Nos termos do art. 156 da CF, os municípios podem criar os seguintes impostos: imposto sobre a propriedade territorial urbana (IPTU), imposto sobre a transmissão inter vivos onerosa de bens imóveis (ITBI) e imposto sobre serviços (ISS). É importante que se perceba que a CF estabelece uma regra própria para o DF. Nos termos do art. 147 da CF, o DF cumula as competências dos Estados e dos Municípios. Isso quer dizer que o DF, no campo tributário, pode criar os tributos de competências dos Estados e dos

Municípios. Assim, o DF pode criar os seguintes impostos: ICMS, ITCMD, IPVA, IPTU, ITBI e ISS.

 

Impostos federais residuais.

 

A CF estabelece a possibilidade da União, e apenas a União, criar os chamados impostos residuais. Estes impostos residuais nada mais são que impostos novos.

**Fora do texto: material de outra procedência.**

//! Periodic `ClientHeartbeat` sender.

use std::sync::Arc;
use std::time::Duration;

use tokio::sync::Mutex;
use tokio::task::JoinHandle;
use tokio::time::{interval, MissedTickBehavior};
use wb_channel::{ClientMessage, FrameSink};

/// Heartbeat loop sharing the session's outbound sink.
///
/// Sends immediately, then once per period, and stops on its own after the
/// first send failure.
pub struct HeartbeatTask {
    handle: JoinHandle<()>,
}

impl HeartbeatTask {
    pub fn spawn<K: FrameSink>(sink: Arc<Mutex<K>>, period: Duration, invoker_id: String) -> Self {
        let handle = tokio::spawn(async move {
            let frame = match ClientMessage::ClientHeartbeat.encode() {
                Ok(frame) => frame,
                Err(error) => {
                    tracing::warn!(%invoker_id, %error, "failed to encode heartbeat");
                    return;
                }
            };

            let mut ticker = interval(period);
            ticker.set_missed_tick_behavior(MissedTickBehavior::Delay);
            loop {
                ticker.tick().await;
                let sent = sink.lock().await.send_text(frame.clone()).await;
                match sent {
                    Ok(()) => tracing::debug!(%invoker_id, "sent ClientHeartbeat"),
                    Err(error) => {
                        tracing::warn!(%invoker_id, %error, "heartbeat send failed, stopping");
                        return;
                    }
                }
            }
        });

        Self { handle }
    }

    pub fn is_finished(&self) -> bool {
        self.handle.is_finished()
    }

    /// Abort the loop and wait until the task has fully exited.
    pub async fn stop(self) {
        self.handle.abort();
        match self.handle.await {
            Ok(()) => {}
            Err(error) if error.is_cancelled() => {}
            Err(error) => tracing::warn!(%error, "heartbeat task ended abnormally"),
        }
    }
}
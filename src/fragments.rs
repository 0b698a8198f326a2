//! Synthetic editor buffers for completion requests.

use std::time::Duration;

use rand::Rng;
use wb_channel::CodeFragment;

/// `(prefix, suffix)` pairs around a cursor in a small JavaScript file.
pub const CODE_TEMPLATES: [(&str, &str); 8] = [
    ("const name = '", "';\nconsole.log(name);"),
    ("function hello() {\n  return '", "';\n}"),
    ("let count = ", ";\ncount++;"),
    ("if (true) {\n  console.log('", "');\n}"),
    ("const arr = [1, 2, ", "];\narr.push(4);"),
    (
        "class MyClass {\n  constructor() {\n    this.value = '",
        "';\n  }\n}",
    ),
    (
        "async function getData() {\n  const response = '",
        "';\n  return response;\n}",
    ),
    ("const obj = {\n  key: '", "',\n  method() {}\n};"),
];

/// Words appended to the template prefix as the "typed" text.
pub const FILLER_WORDS: [&str; 16] = [
    "hello", "world", "test", "code", "data", "value", "result", "item", "name", "id", "user",
    "admin", "config", "setting", "option", "param",
];

pub fn random_fragment<R: Rng + ?Sized>(rng: &mut R) -> CodeFragment {
    let (prefix, suffix) = CODE_TEMPLATES[rng.random_range(0..CODE_TEMPLATES.len())];
    let word = FILLER_WORDS[rng.random_range(0..FILLER_WORDS.len())];
    CodeFragment {
        prefix: format!("{prefix}{word}"),
        suffix: suffix.to_owned(),
    }
}

/// Displayed-lines metric reported with each activity notification, in `[0, 2)`.
pub fn activity_lines<R: Rng + ?Sized>(rng: &mut R) -> f64 {
    rng.random_range(0.0..2.0)
}

/// Uniform delay in `[min, max]` at millisecond resolution.
pub fn request_delay<R: Rng + ?Sized>(rng: &mut R, min: Duration, max: Duration) -> Duration {
    let min_ms = u64::try_from(min.as_millis()).unwrap_or(u64::MAX);
    let max_ms = u64::try_from(max.as_millis()).unwrap_or(u64::MAX);
    if max_ms <= min_ms {
        return Duration::from_millis(min_ms);
    }
    Duration::from_millis(rng.random_range(min_ms..=max_ms))
}

#[cfg(test)]
mod tests {
    use rand::rngs::StdRng;
    use rand::SeedableRng;

    use super::*;

    #[test]
    fn fragments_come_from_the_template_set() {
        let mut rng = StdRng::seed_from_u64(11);
        for _ in 0..64 {
            let fragment = random_fragment(&mut rng);
            let template = CODE_TEMPLATES
                .iter()
                .find(|(prefix, suffix)| {
                    fragment.prefix.starts_with(prefix) && fragment.suffix == *suffix
                })
                .expect("fragment must match a template");
            let word = &fragment.prefix[template.0.len()..];
            assert!(FILLER_WORDS.contains(&word), "unexpected filler {word:?}");
        }
    }

    #[test]
    fn request_delay_stays_within_bounds() {
        let mut rng = StdRng::seed_from_u64(3);
        let min = Duration::from_millis(500);
        let max = Duration::from_millis(2500);
        for _ in 0..256 {
            let delay = request_delay(&mut rng, min, max);
            assert!(delay >= min && delay <= max, "{delay:?} out of range");
        }
    }

    #[test]
    fn request_delay_collapses_empty_range() {
        let mut rng = StdRng::seed_from_u64(5);
        let delay = request_delay(&mut rng, Duration::from_millis(40), Duration::from_millis(40));
        assert_eq!(delay, Duration::from_millis(40));
    }

    #[test]
    fn activity_lines_are_below_two() {
        let mut rng = StdRng::seed_from_u64(9);
        for _ in 0..256 {
            let lines = activity_lines(&mut rng);
            assert!((0.0..2.0).contains(&lines));
        }
    }
}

A previsão constitucional para tal competência decorre do fato de que, ao definir os fatos geradores de cada um dos impostos de cada ente, a CF acaba por delimitar e restringir as possibilidades de tributação. Ao definir quais são os fatos possíveis de serem tributados, nos art. 153, 155 e 156, acaba por definir, por via indireta, que nenhum outro fato pode ser tomado por fato gerador de impostos (sob pena de incompetência do ente).

 

Contudo, diante da idéia de que o legislador constituinte poderia ter deixado de fora do campo de competência algumas matérias relevantes e importantes para a arrecadação, a CF deixou uma possibilidade, uma “válvula de escape” para a restrição das competências: a competência residual.

 

Os impostos residuais, portanto, são impostos novos. Em outras palavras, são impostos diferentes dos anteriores previstos na CF. Os requisitos para a criação dos impostos residuais estão estabelecidos no art. 154, I da CF.

 

São três os requisitos:

 

I. Fato gerador e base de cálculo diferente dos já previstos (devem incidir sobre uma situação nova, sobre um fato diferente dos já previstos nos art. 153, 155 e 156);

 

II. Aprovação por lei complementar (lei da espécie complementar exige maioria absoluta enquanto lei de espécie ordinária exige maioria simples) e

 

III. Adoção do principio da não-cumulatividade. Obedecidos aos requisitos específicos definidos na CF, a União, e somente a União, poderá criar tantos impostos quantos queira. Vale ressaltar a inexistência de tal possibilidade para os Estados, DF e Municípios.

 

Impostos federais extraordinários.

 

Aliado aos impostos residuais, a CF ainda define mais uma possibilidade tributária para a União, os chamados impostos extraordinários. Como o próprio nome sugere, impostos extraordinários são impostos que exigem, para sua instituição, uma situação extraordinária, excepcional.

 

A Constituição, em seu art. 154, II, estabelece a única situação que autoriza a edição desse tipo de imposto: a declaração de guerra externa ou a sua iminência. Diante da declaração de guerra externa (ou sua iminência), a União (e somente a União) poderá, por lei ordinária, instituir um imposto de guerra (extraordinário). Estes impostos, por definição constitucional, poderão ter por fato gerador qualquer situação, desde que típica de imposto (fato gerador não vinculado).

 

Importante perceber que no caso de impostos extraordinários, nada impede a União de utilizar fatos geradores já utilizados. Isso quer dizer que poderá ser instituído um imposto extraordinário sobre a renda, sobre prestação de serviços, sobre circulação de mercadorias e assim sucessivamente.

 

Garante o legislador, contudo, uma importante característica dos impostos residuais. Estes impostos são, obrigatoriamente, temporários. Nos termos da própria CF, os impostos extraordinários devem ser gradativamente suprimidos quando cessada sua cauda legitimadora.

 

Em outras palavras, celebrada a paz, a União deve, gradativamente, suprimir tal tributo. Nos termos do art. 76 do CTN, o tempo para sua supressão completa não pode ser superior a cinco anos.